Stored data →
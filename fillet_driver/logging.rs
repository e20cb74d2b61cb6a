use crate::cmd::Command;

use fillet::Result;

use env_logger::{Builder, Target};

use std::fs::OpenOptions;
use std::io::Write;

/// Routes `log` records to stderr, or appends them to `--log-file`.
pub fn init(cmd: &Command) -> Result<()> {
    let mut builder = Builder::new();
    builder.filter_level(cmd.log_level).format(|buf, record| {
        writeln!(
            buf,
            "{} {} {}",
            buf.timestamp(),
            record.level(),
            record.args()
        )
    });
    if let Some(ref path) = cmd.log_file {
        let file = OpenOptions::new().create(true).append(true).open(path)?;
        builder.target(Target::Pipe(Box::new(file)));
    }
    // A logger installed by an earlier run in this process stays in place.
    let _ = builder.try_init();
    Ok(())
}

Brief → This exercise calls for repeating every line of the data exactly.

Task answer →
filename fillet_driver/logging.rs
repository e20cb74d2b61cb6a
use crate::cmd::Command;

use fillet::Result;

use env_logger::{Builder, Target};

use std::fs::OpenOptions;
use std::io::Write;

/// Routes `log` records to stderr, or appends them to `--log-file`.
pub fn init(cmd: &Command) -> Result<()> {
    let mut builder = Builder::new();
    builder.filter_level(cmd.log_level).format(|buf, record| {
        writeln!(
            buf,
            "{} {} {}",
            buf.timestamp(),
            record.level(),
            record.args()
        )
    });
    if let Some(ref path) = cmd.log_file {
        let file = OpenOptions::new().create(true).append(true).open(path)?;
        builder.target(Target::Pipe(Box::new(file)));
    }
    // A logger installed by an earlier run in this process stays in place.
    let _ = builder.try_init();
    Ok(())
}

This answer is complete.